Back in the ’80s, Harry Hoffman of Waldenbooks wanted to shovel the blandest of house-published genre books at customers but discovered that readers actually noticed and refused to buy them. In 2002, Barnes & Noble purchased cheapo artbook house Sterling Publishing in an attempt to undercut mainstream publishers, realized the experiment was too costly by 2012, tried to unload it (no buyers) and took it off the market “for the time being,” unsure how a chain bookstore can or should compete with its own suppliers.

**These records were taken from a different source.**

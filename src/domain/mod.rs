//! Domain types used throughout the checks.
//!
//! This module defines:
//!
//! - the in-memory `Table` every check reads from
//! - row outcomes (`Status`) and run configuration (`RunConfig`)
//! - CLI-facing enums shared between argument parsing and the checks

pub mod table;
pub mod types;

pub use table::*;
pub use types::*;
#[cfg(test)]
mod tests {
    use super::*;
    use crate::checks::fixtures::table;

    fn set(items: &[&str]) -> BTreeSet<String> {
        items.iter().map(|s| s.to_string()).collect()
    }

    #[test]
    fn entries_split_at_the_last_vendor_word() {
        assert_eq!(
            split_processor_chipset("AMD Ryzen 5 PRO 4650G AMD PRO 565"),
            ("AMD Ryzen 5 PRO 4650G".to_string(), "AMD PRO 565".to_string())
        );
        assert_eq!(
            split_processor_chipset("Core i5-12400 Intel Q670"),
            ("Core i5-12400".to_string(), "Intel Q670".to_string())
        );
        assert_eq!(
            split_processor_chipset("AMD EPYC 7003"),
            ("AMD EPYC 7003".to_string(), String::new())
        );
        assert_eq!(
            split_processor_chipset("(N/A) Intel C621"),
            (String::new(), "(N/A) Intel C621".to_string())
        );
        assert_eq!(
            split_processor_chipset("(N/A) AMD Cedar Trail"),
            ("(N/A)".to_string(), "AMD Cedar Trail".to_string())
        );
        assert_eq!(
            split_processor_chipset("VIA C7 "),
            ("VIA C7 ".to_string(), String::new())
        );
    }

    #[test]
    fn shorthand_ryzen_entries_inherit_the_generation() {
        assert_eq!(
            normalize_ryzen_variants("AMD Ryzen 5 PRO 4650G, AMD Ryzen PRO 4750G"),
            "AMD Ryzen 5 PRO 4650G, AMD Ryzen 5 PRO 4750G"
        );
        assert_eq!(normalize_ryzen_variants("AMD Ryzen PRO 4750G"), "AMD Ryzen PRO 4750G");
        assert_eq!(normalize_ryzen_variants("Intel Core i5"), "Intel Core i5");
    }

    #[test]
    fn intel_chipsets_and_na_debris_are_removed() {
        assert_eq!(strip_intel_chipset("Intel Core i5-12400 Intel H610"), "Intel Core i5-12400");
        assert_eq!(clean_fragment(" A) AMD  A8-7410 (N "), "AMD A8-7410");
        assert!(!is_meaningful_chipset(" N/A "));
        assert!(!is_meaningful_chipset("x"));
        assert!(is_meaningful_chipset("AMD PRO 565"));
    }

    #[test]
    fn quoted_lists_explode_into_entries() {
        assert_eq!(
            explode_quoted("['AMD Ryzen 5 PRO 4650G', 'AMD Ryzen 7 PRO 4750G']"),
            vec!["AMD Ryzen 5 PRO 4650G", "AMD Ryzen 7 PRO 4750G"]
        );
        assert_eq!(explode_quoted("(N/A) AMD EPYC 7003"), vec!["AMD EPYC 7003"]);
    }

    #[test]
    fn list_strings_dedupe_and_sort_case_insensitively() {
        assert_eq!(
            norm_list_string("b, A,  a , C"),
            "A, b, C"
        );
        assert_eq!(norm_list_string(" , "), "");
    }

    #[test]
    fn slash_shorthand_expands_with_the_shared_prefix() {
        assert_eq!(
            expand_slashes(&set(&["intel core i5 12400/12500/12600", "amd a8/a10"])),
            set(&[
                "intel core i5 12400",
                "intel core i5 12500",
                "intel core i5 12600",
                "amd a8/a10",
            ])
        );
    }

    #[test]
    fn list_comparison_verdicts() {
        assert_eq!(compare_lists("", ""), Verdict::Pass("Both empty"));
        assert_eq!(compare_lists("AMD EPYC 7003", "amd epyc 7003"), Verdict::Pass(""));
        assert_eq!(
            compare_lists("Intel Core i5 12400/12500", "intel core i5 12400, intel core i5 12500"),
            Verdict::Pass("Matched after slash expansion")
        );
        assert_eq!(
            compare_lists("AMD EPYC 7003", ""),
            Verdict::Fail("Missing all_amd_processor in destination".to_string())
        );
        assert_eq!(
            compare_lists("AMD EPYC 7002, AMD EPYC 7003", "AMD EPYC 7003, AMD EPYC 9004"),
            Verdict::Fail(
                "Processor content mismatch: Missing in dest: amd epyc 7002; Extra in dest: amd epyc 9004"
                    .to_string()
            )
        );
    }

    #[test]
    fn reconciles_source_groups_against_destination() {
        let source = table(
            "acer_mapping.csv",
            &["Option_Part_No", "Server_Description", "Processor"],
            &[
                &["KN.1", "Veriton X", "['AMD Ryzen 5 PRO 4650G, AMD Ryzen PRO 4750G AMD PRO 565', ',']"],
                &["KN.1", "Veriton X", "AMD Ryzen 3 PRO 4350G AMD PRO 565"],
                &["KN.2", "Aspire", "Intel Core i5 12400/12500 Intel H610"],
                &["KN.3", "Altos", "AMD EPYC 7003"],
                &["KN.4", "Chromebox", "MediaTek Kompanio"],
            ],
        );
        let destination = table(
            "acer_servers.csv",
            &["option_part_no", "server_description", "chipset", "all_amd_processsor"],
            &[
                &[
                    "KN.1",
                    "Veriton  X",
                    "AMD PRO 565",
                    "AMD Ryzen 3 PRO 4350G, amd ryzen 5 pro 4650g, AMD Ryzen 5 PRO 4750G",
                ],
                &["KN.2", "Aspire", "Intel H610", "Intel Core i5 12400, Intel Core i5 12500"],
                &["KN.2", "Aspire", "Intel H610", "Intel Core i5 12400"],
            ],
        );

        let report = run(&source, &destination).unwrap();
        let out = report.table(REPORT_FILE).unwrap();
        assert_eq!(out.rows.len(), 4);

        assert_eq!(out.value(0, "option_part_no"), Some("KN.1"));
        assert_eq!(out.value(0, "chipset"), Some("AMD PRO 565"));
        assert_eq!(
            out.value(0, "processor_src_norm"),
            Some("AMD Ryzen 3 PRO 4350G, AMD Ryzen 5 PRO 4650G, AMD Ryzen 5 PRO 4750G")
        );
        assert_eq!(out.value(0, "test_result"), Some("PASS"));

        assert_eq!(out.value(1, "test_result"), Some("PASS"));
        assert_eq!(out.value(1, "reason"), Some("Matched after slash expansion"));
        assert_eq!(out.value(2, "test_result"), Some("FAIL"));
        assert_eq!(
            out.value(2, "reason"),
            Some("Processor content mismatch: Missing in dest: intel core i5 12500")
        );

        assert_eq!(out.value(3, "option_part_no"), Some("KN.3"));
        assert_eq!(out.value(3, "test_result"), Some("NO_MATCH"));
        assert_eq!(out.value(3, "all_amd_processor"), Some(""));

        assert_eq!(report.tally.pass, 2);
        assert_eq!(report.tally.fail, 2);
        assert_eq!(
            report.notes,
            vec![
                "1 source row(s) mention no processor family of interest and were not checked.",
                "1 source group(s) have no destination row (NO_MATCH).",
            ]
        );
    }

    #[test]
    fn destination_without_processor_list_is_an_input_error() {
        let source = table("src.csv", &["processor"], &[&["AMD EPYC 7003"]]);
        let destination = table("dst.csv", &["option_part_no"], &[&["KN.1"]]);
        let err = run(&source, &destination).unwrap_err();
        assert_eq!(err.exit_code(), crate::error::EXIT_INPUT);
        assert!(err.message().contains("all_amd_processor"));
    }
}
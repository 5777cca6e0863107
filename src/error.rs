//! Process-level error type.
//!
//! Every fallible operation in the crate returns `AppError`. The exit code is
//! chosen where the error is raised so `main` only has to forward it.

/// Rule violations were found (reports were written).
pub const EXIT_VIOLATIONS: u8 = 1;
/// Input, schema, or configuration problem (missing file, column, brand...).
pub const EXIT_INPUT: u8 = 2;
/// A report could not be written.
pub const EXIT_OUTPUT: u8 = 3;

#[derive(Clone, PartialEq, Eq)]
pub struct AppError {
    exit_code: u8,
    message: String,
}

impl AppError {
    pub fn new(exit_code: u8, message: impl Into<String>) -> Self {
        Self {
            exit_code,
            message: message.into(),
        }
    }

    pub fn input(message: impl Into<String>) -> Self {
        Self::new(EXIT_INPUT, message)
    }

    pub fn output(message: impl Into<String>) -> Self {
        Self::new(EXIT_OUTPUT, message)
    }

    pub fn violations(message: impl Into<String>) -> Self {
        Self::new(EXIT_VIOLATIONS, message)
    }

    pub fn exit_code(&self) -> u8 {
        self.exit_code
    }

    pub fn message(&self) -> &str {
        &self.message
    }
}

impl std::fmt::Display for AppError {
    fn fmt(&self, f: &mut std::fmt::Formatter<'_>) -> std::fmt::Result {
        write!(f, "{}", self.message)
    }
}

impl std::fmt::Debug for AppError {
    fn fmt(&self, f: &mut std::fmt::Formatter<'_>) -> std::fmt::Result {
        f.debug_struct("AppError")
            .field("exit_code", &self.exit_code)
            .field("message", &self.message)
            .finish()
    }
}

impl std::error::Error for AppError {}
//! Rule tables: brand → required columns, category → brands, valid
//! categories, and named part-number formats.
//!
//! The built-in tables cover the vendors we import. A JSON rule book can
//! override any subset: map entries are replaced per key, lists wholesale.
//!
//! ```json
//! {
//!   "required_columns": { "acme": ["store", "category"] },
//!   "formats": { "acme-sku": { "kind": "prefixed", "prefixes": ["AC"] } }
//! }
//! ```

use std::collections::{BTreeMap, BTreeSet};
use std::fs::File;
use std::path::Path;
use std::sync::LazyLock;

use regex::Regex;
use serde::{Deserialize, Serialize};

use crate::error::AppError;
use crate::rules::format::{FormatSpec, FormatValidator};

static FILENAME_SPLIT: LazyLock<Regex> = LazyLock::new(|| Regex::new(r"[^a-z0-9.]+").expect("valid regex"));

#[derive(Debug, Clone, PartialEq, Eq, Serialize, Deserialize)]
pub struct RuleBook {
    /// Brand (lowercase) → columns every export for that brand must carry.
    pub required_columns: BTreeMap<String, Vec<String>>,
    /// Category → stores/brands expected to carry it.
    pub categories: BTreeMap<String, Vec<String>>,
    /// Allowed values of the per-row `category` column.
    pub valid_categories: Vec<String>,
    /// Named part-number formats.
    pub formats: BTreeMap<String, FormatSpec>,
}

/// On-disk overlay; every field optional.
#[derive(Debug, Default, Deserialize)]
#[serde(deny_unknown_fields)]
struct RuleBookOverlay {
    #[serde(default)]
    required_columns: BTreeMap<String, Vec<String>>,
    #[serde(default)]
    categories: BTreeMap<String, Vec<String>>,
    valid_categories: Option<Vec<String>>,
    #[serde(default)]
    formats: BTreeMap<String, FormatSpec>,
}

impl Default for RuleBook {
    fn default() -> Self {
        Self::builtin()
    }
}

impl RuleBook {
    pub fn builtin() -> Self {
        Self {
            required_columns: to_map(BRAND_COLUMNS),
            categories: to_map(CATEGORY_BRANDS),
            valid_categories: VALID_CATEGORIES.iter().map(|s| s.to_string()).collect(),
            formats: builtin_formats(),
        }
    }

    /// Built-in tables, overlaid with the JSON file at `path` when given.
    pub fn load(path: Option<&Path>) -> Result<Self, AppError> {
        let mut book = Self::builtin();
        let Some(path) = path else {
            return Ok(book);
        };

        let file = File::open(path)
            .map_err(|e| AppError::input(format!("Failed to open rule book '{}': {e}", path.display())))?;
        let overlay: RuleBookOverlay = serde_json::from_reader(file)
            .map_err(|e| AppError::input(format!("Invalid rule book '{}': {e}", path.display())))?;
        book.apply(overlay);
        Ok(book)
    }

    fn apply(&mut self, overlay: RuleBookOverlay) {
        for (brand, cols) in overlay.required_columns {
            let cols = cols.iter().map(|c| c.trim().to_lowercase()).collect();
            self.required_columns.insert(brand.trim().to_lowercase(), cols);
        }
        for (category, brands) in overlay.categories {
            let brands = brands.iter().map(|b| b.trim().to_lowercase()).collect();
            self.categories.insert(category.trim().to_lowercase(), brands);
        }
        if let Some(valid) = overlay.valid_categories {
            self.valid_categories = valid;
        }
        self.formats.extend(overlay.formats);
    }

    /// Categories whose brand list contains `store` (case-insensitive).
    pub fn expected_categories(&self, store: &str) -> BTreeSet<String> {
        let store = store.trim().to_lowercase();
        self.categories
            .iter()
            .filter(|(_, brands)| brands.iter().any(|b| *b == store))
            .map(|(category, _)| category.clone())
            .collect()
    }

    pub fn required_columns_for(&self, brand: &str) -> Option<BTreeSet<String>> {
        self.required_columns
            .get(&brand.trim().to_lowercase())
            .map(|cols| cols.iter().cloned().collect())
    }

    /// First file-name token that names a known brand.
    ///
    /// `27012025_hpe_db_import.csv` → `hpe`. Dots stay inside tokens so
    /// `memory.net` can match.
    pub fn infer_brand(&self, path: &Path) -> Option<String> {
        let base = path.file_name()?.to_str()?.to_lowercase();
        FILENAME_SPLIT
            .split(&base)
            .find(|t| self.required_columns.contains_key(*t))
            .map(str::to_string)
    }

    pub fn validator(&self, name: &str) -> Result<FormatValidator, AppError> {
        let spec = self.formats.get(name).ok_or_else(|| {
            let known = self.formats.keys().cloned().collect::<Vec<_>>().join(", ");
            AppError::input(format!("Unknown format `{name}` (known: {known})"))
        })?;
        FormatValidator::compile(name, spec)
    }

    pub fn valid_category_set(&self) -> BTreeSet<String> {
        self.valid_categories
            .iter()
            .map(|c| c.trim().to_lowercase())
            .collect()
    }
}

fn to_map(table: &[(&str, &[&str])]) -> BTreeMap<String, Vec<String>> {
    table
        .iter()
        .map(|(k, v)| (k.to_string(), v.iter().map(|s| s.to_string()).collect()))
        .collect()
}

fn builtin_formats() -> BTreeMap<String, FormatSpec> {
    let mut formats = BTreeMap::new();
    formats.insert(
        "cisco-option".to_string(),
        FormatSpec::Prefixed {
            prefixes: vec!["UCS".to_string(), "UCSX".to_string()],
        },
    );
    formats.insert(
        "hpe-mfr".to_string(),
        FormatSpec::Suffixed {
            min_len: 4,
            max_len: 6,
            suffixes: HPE_SUFFIXES.iter().map(|s| s.to_string()).collect(),
        },
    );
    formats
}

const HPE_SUFFIXES: [&str; 9] = ["-B21", "-H21", "-K21", "-S01", "-L22", "-S21", "-L21", "-001", "-B22"];

const VALID_CATEGORIES: [&str; 7] = ["adapter", "hba", "hdd", "memory", "optical_drives", "processor", "ssd"];

const CATEGORY_BRANDS: &[(&str, &[&str])] = &[
    (
        "memory",
        &[
            "asus", "axiom", "cisco", "crucial", "dell", "fujitsu", "giga byte", "hpe", "kingston", "lenovo",
            "oracle", "supermicro", "serversupply", "memory.net",
        ],
    ),
    (
        "ssd",
        &[
            "axiom", "cisco", "crucial", "dell", "dell- pdf", "distech", "fujitsu", "hpe", "intel", "kingston",
            "lenovo", "mrmemory", "samsung", "vmware",
        ],
    ),
    (
        "hdd",
        &[
            "axiom", "cisco", "dell", "dell- pdf", "distech", "fujitsu", "hpe", "lenovo", "supermicro",
            "serversupply", "vmware",
        ],
    ),
    ("adapter", &["dell", "distech", "hpe", "oracle"]),
    ("hba", &["dell", "distech", "hpe", "oracle"]),
    ("optical_drives", &["hpe"]),
    ("processor", &["amd", "dell", "hpe", "intel"]),
    ("gpu", &["amd", "intel"]),
    ("server", &["asacomputer"]),
];
//! Input/output helpers.
//!
//! - CSV / workbook ingest into a `Table` (`ingest`)
//! - CSV report + JSON summary writers (`export`)

pub mod export;
pub mod ingest;

pub use export::*;
pub use ingest::*;
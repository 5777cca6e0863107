//! Pure rule helpers shared by the checks.

pub mod catalog;
pub mod consistency;
pub mod format;
pub mod list_cell;
pub mod text;

pub use catalog::RuleBook;
pub use consistency::{Relation, SetComparison, compare_sets};
pub use format::{FormatSpec, FormatValidator};
pub use list_cell::{parse_list_cell, parse_token_set};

And now what a surprise to hear that former Time Warner publisher and literary agent Laurence Kirschbaum, hired by Amazon two and a half years ago to create a big cocky publishing division, not only stumbled badly (the six-figure advance for Penny Marshall’s disastrous memoir was one indication) but also took another flier allegedly into the lap and down the throat of ex-lover/colleague Teresa McCoy, who’s suing him for sexual harassment.
Of course that trashy last part has nothing to do with Kirschbaum’s announcement today that he’s leaving Amazon at the first of the year. But it does portend of even better news, that “the most ambitious part of Amazon’s publishing operations will be scaled back,” according to industry watchdogblog Shelf Awareness.
“Already several editorial people have left or been let go, and Amazon has not been a factor in bidding on major books the way it had been just two years ago.” Thank heaven. Amazon’s attempt to control the book industry as a megalomaniacal online bookseller has been bad enough. This attempt at “a full-on assault of publishers” in the mainstream was obscene.